Described as 'full of enthusiasm for good causes', Swann became actively involved in a number of progressive organisations, including the Women's Liberal Federation. Swann was the first Honorary Secretary of the Manchester and Salford Women's Trade Union Council, established in 1895. The previous year, she had chaired a meeting of the Manchester and Salford Federation of Women Workers, and remained active in encouraging trade unionism.

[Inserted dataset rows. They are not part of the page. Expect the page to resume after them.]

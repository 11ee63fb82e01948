//! Metric catalog: static operation/function tables and the development
//! metric registry
//!
//! Two kinds of process-wide, read-only knowledge live here:
//! - which operations are legal for which entity, and which backend aggregate
//!   function + result alias each operation maps to
//! - a registry of known metric definitions used during development by the
//!   mock data source and by compile-time metric-type lookup

use std::collections::BTreeMap;

use once_cell::sync::Lazy;

use crate::error::{QueryError, Result};
use crate::types::{EntityKey, MetricType, MetricUnit, Operation};

/// The single backend call computing all five quantiles at once
///
/// The returned array is ordered p50, p75, p90, p95, p99; see
/// [`Operation::percentile_index`].
pub const PERCENTILES_FUNCTION: &str = "quantiles(0.5,0.75,0.9,0.95,0.99)";

/// Result column alias of [`PERCENTILES_FUNCTION`]
pub const PERCENTILES_ALIAS: &str = "percentiles";

/// Backend aggregate function and result column alias for one operation
#[derive(Debug, Clone, Copy, PartialEq, Eq)]
pub struct AggregateField {
    /// Backend aggregate function name
    pub function: &'static str,
    /// Result column alias the value is read back from
    pub alias: &'static str,
}

/// Map an (entity, operation) pair to its backend aggregate field
///
/// Returns `None` when the operation is not legal for the entity.
pub fn aggregate_field(entity: EntityKey, op: Operation) -> Option<AggregateField> {
    match (entity, op) {
        (EntityKey::MetricsCounters, Operation::Sum) => Some(AggregateField {
            function: "sum",
            alias: "value",
        }),
        (EntityKey::MetricsSets, Operation::CountUnique) => Some(AggregateField {
            function: "uniq",
            alias: "value",
        }),
        (EntityKey::MetricsDistributions, Operation::Avg) => Some(AggregateField {
            function: "avg",
            alias: "avg",
        }),
        (EntityKey::MetricsDistributions, Operation::Count) => Some(AggregateField {
            function: "count",
            alias: "count",
        }),
        (EntityKey::MetricsDistributions, Operation::Max) => Some(AggregateField {
            function: "max",
            alias: "max",
        }),
        (EntityKey::MetricsDistributions, Operation::Min) => Some(AggregateField {
            function: "min",
            alias: "min",
        }),
        (EntityKey::MetricsDistributions, op) if op.is_percentile() => Some(AggregateField {
            function: PERCENTILES_FUNCTION,
            alias: PERCENTILES_ALIAS,
        }),
        _ => None,
    }
}

/// Operations that are legal for an entity, sorted by name
pub fn operations_for(entity: EntityKey) -> &'static [Operation] {
    match entity {
        EntityKey::MetricsCounters => &[Operation::Sum],
        EntityKey::MetricsSets => &[Operation::CountUnique],
        EntityKey::MetricsDistributions => &[
            Operation::Avg,
            Operation::Count,
            Operation::Max,
            Operation::Min,
            Operation::P50,
            Operation::P75,
            Operation::P90,
            Operation::P95,
            Operation::P99,
        ],
    }
}

/// Entities actually implemented in the backend
const IMPLEMENTED_ENTITIES: &[EntityKey] = &[
    EntityKey::MetricsCounters,
    EntityKey::MetricsSets,
    EntityKey::MetricsDistributions,
];

/// Resolve a metric type to its backend entity, failing for entities the
/// backend has not implemented yet
pub fn entity_for(metric_type: MetricType) -> Result<EntityKey> {
    let entity = metric_type.entity();
    if !IMPLEMENTED_ENTITIES.contains(&entity) {
        return Err(QueryError::UnsupportedEntity(entity.as_str().to_string()));
    }
    Ok(entity)
}

// ============================================================================
// Development Metric Registry
// ============================================================================

/// A known metric definition in the development registry
#[derive(Debug, Clone)]
pub struct MetricSpec {
    /// Metric type, which determines the backend entity
    pub metric_type: MetricType,
    /// Unit of the metric's values, if known
    pub unit: Option<MetricUnit>,
    /// Known tag vocabulary: tag key to known values
    pub tags: BTreeMap<&'static str, Vec<&'static str>>,
}

impl MetricSpec {
    /// Operations that are legal for this metric
    pub fn operations(&self) -> &'static [Operation] {
        operations_for(self.metric_type.entity())
    }
}

fn base_tags() -> BTreeMap<&'static str, Vec<&'static str>> {
    BTreeMap::from([
        ("environment", vec!["production", "staging"]),
        ("release", vec![]),
    ])
}

fn session_tags() -> BTreeMap<&'static str, Vec<&'static str>> {
    let mut tags = base_tags();
    tags.insert(
        "session.status",
        vec!["abnormal", "crashed", "errored", "healthy"],
    );
    tags
}

fn measurement_tags() -> BTreeMap<&'static str, Vec<&'static str>> {
    let mut tags = base_tags();
    tags.insert("measurement_rating", vec!["good", "meh", "poor"]);
    tags.insert("transaction", vec!["/foo/:orgId/", "/bar/:orgId/"]);
    tags
}

/// Registry of known metric definitions, keyed by metric name
pub static METRICS: Lazy<BTreeMap<&'static str, MetricSpec>> = Lazy::new(|| {
    let mut metrics = BTreeMap::from([
        (
            "session",
            MetricSpec {
                metric_type: MetricType::Counter,
                unit: None,
                tags: session_tags(),
            },
        ),
        (
            "user",
            MetricSpec {
                metric_type: MetricType::Set,
                unit: None,
                tags: session_tags(),
            },
        ),
        (
            "session.duration",
            MetricSpec {
                metric_type: MetricType::Distribution,
                unit: Some(MetricUnit::Seconds),
                tags: session_tags(),
            },
        ),
        (
            "session.error",
            MetricSpec {
                metric_type: MetricType::Set,
                unit: None,
                tags: session_tags(),
            },
        ),
    ]);
    for web_vital in [
        "measurement.lcp",
        "measurement.fcp",
        "measurement.fid",
        "measurement.cls",
    ] {
        metrics.insert(
            web_vital,
            MetricSpec {
                metric_type: MetricType::Distribution,
                unit: None,
                tags: measurement_tags(),
            },
        );
    }
    metrics
});

/// Look up a metric in the registry, failing with a parameter error for
/// unknown names
pub fn metric_spec(metric_name: &str) -> Result<&'static MetricSpec> {
    METRICS
        .get(metric_name)
        .ok_or_else(|| QueryError::InvalidParams(format!("Unknown metric '{}'", metric_name)))
}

In 1895, Swann was one of a group of woman who - as the Association for the Compulsory Registration of Midwives - petitioned for a bill to regulate midwifery. The Association for the Compulsory Registration of Midwives and the Midwives Registration Association were organisations founded in 1893, and 'cooperated in the campaign for definitive legislation' in the practice of midwifery. The Midwives Act came into force in 1902. In 1904, Swann was signatory to an open letter requesting financial support for the training of midwives from, and working with, women of the working class. The association aimed:to assist, by means of loans, grants, and free training, the education of the midwives whose services are so urgently demanded by the law and for public safety.

== Death and legacy ==
Elizabeth Swann died at home in London on 14 April 1914. An obituary in the Manchester Guardian noted that as the wife of an MP:she entered with exceptional ardour into all movements that concerned the welfare of the district. She was a good speaker, and by her public addresses, no less than by her attractive personality, she contributed much to her husband’s success in the constituency.The Manchester Daily Citizen, similarly reported that:In all causes, whether social or political, Lady Swann displayed the utmost zeal and enthusiasm, and it was always believed that the great help she gave her husband, together with her personal popularity, contributed in no small degree to his political success.